Le terme désigne une parcelle de vigne regroupant des individus représentatifs de la diversité :

  • d’une variété (collection de clones d’un cépage, diversité intravariétale),
  • de l’espèce Vitis vinifera (collection de cépages, diversité intervariétale),
  • voire du genre Vitis (collection d’espèces différentes et d’hybrides interspécifiques).

A cette notion de collection, est associé un objectif essentiel de pérennité de l’implantation, permettant in fine la transmission d’un patrimoine végétal, la réalisation d’études et la valorisation agronomique de la diversité (sélection, remise en culture de génotypes tombés en désuétude). Dès 1987, un protocole d’établissement des conservatoires a vu le jour, plusieurs fois révisé et enrichi en fonction de l’avancée des connaissances, afin de garantir aux travaux de conservation effectués par de nombreux acteurs en régions une collecte et un maintien des ressources génétiques les plus efficaces possibles. Il met en particulier l’accent sur la diversité des parcelles sources, la nécessaire prise en compte de l’état sanitaire (parcelle vierge de vigne, tests exhaustifs vis-à-vis des viroses graves) et la sécurité du foncier.

 

Le patrimoine français et ses conservatoires

En tenant compte des variétés anciennes traditionnelles de Vitis vinifera, des croisements intraspécifiques modernes (depuis la seconde moitié du XIXème siècle) et des mutations majeures considérées comme des cépages (ex. Grenache blanc / noir, Savagnin blanc / Gewürztraminer, …), le patrimoine français recensé en collection s’établit autour de 550 variétés (T. Lacombe, 2003). A cet inventaire, il convient d’ajouter les ressources sauvages de la sous-espèce Vitis vinifera ssp. sylvestris (lambrusques), que l’on peut considérer en voie d’extinction (quelques centaines d’individus recensés en France, souvent isolés ou en petit nombre, sans renouvellement et avec des disparitions annuelles…), dont certains représentants sont préservés dans la collection de l’INRA de Vassal, ou dans des conservatoires régionaux (Sud-Ouest, Charentes…). Aujourd’hui, le Catalogue français, comprend 377 variétés officiellement autorisées à la culture : 270 à raisins de cuve, et 76 à raisins de table, double fin ou agrément, ainsi que 31 porte-greffes. De nouvelles variétés (cépages traditionnels français et étrangers, ou obtentions modernes) viennent enrichir cette liste chaque année.

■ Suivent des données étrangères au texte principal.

use chrono::{DateTime, Utc};
use serde::{Deserialize, Serialize};

#[cfg(feature = "ts")]
use ts_rs::TS;

use super::conditions::CurrentConditions;
use super::forecast::ForecastDay;

/// Activities an alert can be created for.
pub const ALERT_ACTIVITIES: [&str; 8] = [
    "hiking",
    "snowboarding",
    "skiing",
    "camping",
    "climbing",
    "cycling",
    "photography",
    "surfing",
];

/// Condition names offered when editing an alert.
pub const ALERT_WEATHER_OPTIONS: [&str; 6] =
    ["sunny", "clear", "partly_cloudy", "cloudy", "rainy", "snowy"];

/// Thresholds an alert fires on. Unset bounds are not checked and an empty
/// `weather_conditions` list accepts any sky.
#[derive(Debug, Clone, PartialEq, Serialize, Deserialize)]
#[cfg_attr(feature = "ts", derive(TS), ts(export))]
pub struct AlertConditions {
    /// °C
    #[serde(default)]
    pub min_temp: Option<f64>,
    /// °C
    #[serde(default)]
    pub max_temp: Option<f64>,
    /// km/h
    #[serde(default)]
    pub max_wind_speed: Option<f64>,
    /// km
    #[serde(default)]
    pub min_visibility: Option<f64>,
    #[serde(default)]
    pub weather_conditions: Vec<String>,
}

impl Default for AlertConditions {
    fn default() -> Self {
        Self::bounds(10.0, 25.0, 20.0, 5.0, &["sunny", "clear"])
    }
}

impl AlertConditions {
    fn bounds(min_temp: f64, max_temp: f64, wind: f64, visibility: f64, skies: &[&str]) -> Self {
        Self {
            min_temp: Some(min_temp),
            max_temp: Some(max_temp),
            max_wind_speed: Some(wind),
            min_visibility: Some(visibility),
            weather_conditions: skies.iter().map(|s| s.to_string()).collect(),
        }
    }

    /// Starting thresholds for a one-step alert. Unknown activities get the
    /// hiking thresholds.
    pub fn for_activity(activity_type: &str) -> Self {
        match activity_type {
            "snowboarding" => Self::bounds(-10.0, 5.0, 25.0, 2.0, &["snowy", "clear"]),
            "skiing" => Self::bounds(-8.0, 3.0, 30.0, 3.0, &["snowy", "clear"]),
            _ => Self::bounds(10.0, 30.0, 20.0, 5.0, &["sunny", "clear", "partly_cloudy"]),
        }
    }

    fn temperature_ok(&self, celsius: f64) -> bool {
        self.min_temp.map_or(true, |min| celsius >= min)
            && self.max_temp.map_or(true, |max| celsius <= max)
    }

    fn wind_ok(&self, wind_speed: f64) -> bool {
        self.max_wind_speed.map_or(true, |max| wind_speed <= max)
    }

    fn sky_ok(&self, condition: &str) -> bool {
        self.weather_conditions.is_empty()
            || self.weather_conditions.iter().any(|c| c == condition)
    }

    /// Daytime check against a forecast day: the high must sit inside the
    /// temperature bounds. Forecast days carry no visibility, so
    /// `min_visibility` is not checked here.
    pub fn matches_day(&self, day: &ForecastDay) -> bool {
        self.temperature_ok(day.temperature_high)
            && self.wind_ok(day.wind_speed)
            && self.sky_ok(day.condition.as_str())
    }

    pub fn matches_now(&self, conditions: &CurrentConditions) -> bool {
        self.temperature_ok(conditions.temperature)
            && self.wind_ok(conditions.wind_speed)
            && self
                .min_visibility
                .map_or(true, |min| conditions.visibility >= min)
            && self.sky_ok(conditions.condition.as_str())
    }
}

/// A saved request to be told when an activity looks good somewhere.
#[derive(Debug, Clone, PartialEq, Serialize, Deserialize)]
#[cfg_attr(feature = "ts", derive(TS), ts(export))]
pub struct WeatherAlert {
    pub id: String,
    pub location: String,
    pub activity_type: String,
    #[serde(default)]
    pub alert_conditions: AlertConditions,
    #[serde(default = "default_active")]
    pub is_active: bool,
    #[cfg_attr(feature = "ts", ts(type = "string"))]
    pub created_date: DateTime<Utc>,
}

fn default_active() -> bool {
    true
}

impl WeatherAlert {
    /// Days that satisfy the alert. Inactive alerts match nothing.
    pub fn matching_days<'a>(&self, days: &'a [ForecastDay]) -> Vec<&'a ForecastDay> {
        if !self.is_active {
            return Vec::new();
        }
        days.iter()
            .filter(|day| self.alert_conditions.matches_day(day))
            .collect()
    }
}

/// Editable fields of an alert, used for both create and update.
#[derive(Debug, Clone, PartialEq, Serialize, Deserialize)]
pub struct AlertDraft {
    pub location: String,
    pub activity_type: String,
    #[serde(default)]
    pub alert_conditions: AlertConditions,
    #[serde(default = "default_active")]
    pub is_active: bool,
}

impl AlertDraft {
    /// Active alert with the activity's starting thresholds.
    pub fn quick(location: impl Into<String>, activity_type: impl Into<String>) -> Self {
        let activity_type = activity_type.into();
        Self {
            location: location.into(),
            alert_conditions: AlertConditions::for_activity(&activity_type),
            activity_type,
            is_active: true,
        }
    }
}

#[cfg(test)]
mod tests {
    use super::*;
    use crate::models::{ActivityScores, WeatherCondition};

    fn day(high: f64, wind: f64, condition: WeatherCondition) -> ForecastDay {
        ForecastDay {
            date: "2026-10-20".to_string(),
            temperature_high: high,
            temperature_low: high - 10.0,
            condition,
            wind_speed: wind,
            precipitation_chance: 10.0,
            activity_scores: ActivityScores::default(),
        }
    }

    #[test]
    fn test_activity_thresholds() {
        let hiking = AlertConditions::for_activity("hiking");
        assert_eq!(hiking.min_temp, Some(10.0));
        assert_eq!(hiking.max_temp, Some(30.0));
        assert!(hiking.weather_conditions.contains(&"partly_cloudy".to_string()));

        let skiing = AlertConditions::for_activity("skiing");
        assert_eq!(skiing.max_wind_speed, Some(30.0));
        assert_eq!(skiing.weather_conditions, vec!["snowy", "clear"]);

        assert_eq!(AlertConditions::for_activity("kayaking"), hiking);
    }

    #[test]
    fn test_matches_day() {
        let hiking = AlertConditions::for_activity("hiking");
        assert!(hiking.matches_day(&day(18.0, 12.0, WeatherCondition::Sunny)));
        assert!(hiking.matches_day(&day(10.0, 20.0, WeatherCondition::Clear)));
        assert!(!hiking.matches_day(&day(9.5, 12.0, WeatherCondition::Sunny)));
        assert!(!hiking.matches_day(&day(18.0, 21.0, WeatherCondition::Sunny)));
        assert!(!hiking.matches_day(&day(18.0, 12.0, WeatherCondition::Rainy)));
        assert!(hiking.matches_day(&day(
            18.0,
            12.0,
            WeatherCondition::Other("partly_cloudy".to_string())
        )));
    }

    #[test]
    fn test_unset_bounds_are_ignored() {
        let open = AlertConditions {
            min_temp: None,
            max_temp: None,
            max_wind_speed: None,
            min_visibility: None,
            weather_conditions: Vec::new(),
        };
        assert!(open.matches_day(&day(-40.0, 150.0, WeatherCondition::Snowy)));
    }

    #[test]
    fn test_matches_now_checks_visibility() {
        let skiing = AlertConditions::for_activity("skiing");
        let mut now = CurrentConditions {
            location: "Alta, UT".to_string(),
            temperature: -4.0,
            condition: WeatherCondition::Snowy,
            wind_speed: 15.0,
            visibility: 4.0,
            adventure_score: 80,
            recommended_activity: "skiing".to_string(),
            insights: Vec::new(),
        };
        assert!(skiing.matches_now(&now));
        now.visibility = 1.0;
        assert!(!skiing.matches_now(&now));
    }

    #[test]
    fn test_inactive_alert_matches_nothing() {
        let mut alert = WeatherAlert {
            id: "a1".to_string(),
            location: "Moab, UT".to_string(),
            activity_type: "hiking".to_string(),
            alert_conditions: AlertConditions::for_activity("hiking"),
            is_active: true,
            created_date: Utc::now(),
        };
        let days = vec![
            day(18.0, 5.0, WeatherCondition::Sunny),
            day(18.0, 5.0, WeatherCondition::Rainy),
        ];
        assert_eq!(alert.matching_days(&days).len(), 1);

        alert.is_active = false;
        assert!(alert.matching_days(&days).is_empty());
    }

    #[test]
    fn test_alert_json_uses_snake_case_and_fills_defaults() {
        let alert: WeatherAlert = serde_json::from_value(serde_json::json!({
            "id": "a1",
            "location": "Moab, UT",
            "activity_type": "climbing",
            "created_date": "2026-10-19T09:30:00Z"
        }))
        .unwrap();
        assert!(alert.is_active);
        assert_eq!(alert.alert_conditions, AlertConditions::default());

        let value = serde_json::to_value(&alert).unwrap();
        assert_eq!(value["alert_conditions"]["max_wind_speed"], 20.0);
    }
}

  • Depuis 1944 (création par le professeur Jean Branas de la section de Sélection et de Contrôle des Bois et Plants de Vigne), plusieurs étapes importantes ont jalonné la structuration progressive de la conservation en France :
  • 1946 : création de l’INRA, dont les centres de Colmar et Bordeaux seront les premiers acteurs historiques de la conservation
  • 1949 : création par Jean Branas du Domaine de Vassal, à partir de la collection initiée en 1879 par Gustave Foëx à l’Ecole de Montpellier
  • 1959 : création par Edgar Pisani des services techniques des Chambre d’Agriculture, qui entreprendront rapidement des travaux dans les grands vignobles
  • 1962 : Création (toujours par Branas !) de l’ANTAV dans les sables du Domaine de l’Espiguette (aujourd’hui le Pôle Végétal de l’IFV, au Grau du Roi), d’où sortiront les premiers clones agréés en 1971.

Héritière de ce cheminement historique, la conservation des ressources génétiques viticoles en France est organisée en trois niveaux complémentaires :

1- la collection ampélographique centrale nationale et internationale du Domaine de Vassal, qui compte aujourd’hui plus de 7500 génotypes, dont 5 600 accessions représentant 2 700 variétés de Vitis vinifera originaires de 54 pays. De nombreuses missions fondamentales lui sont assignées :
– Conservation de la diversité génétique la plus étendue possible
– Conservation de gènes d’intérêt (résistances, comportements agronomiques, mutations, etc.),
– Détention de références fiables pour l’identification des variétés (descriptions ampélographiques, herbiers, profils ADN, documents)
– Fourniture de ressources (recherche, sélection, création variétale, etc.).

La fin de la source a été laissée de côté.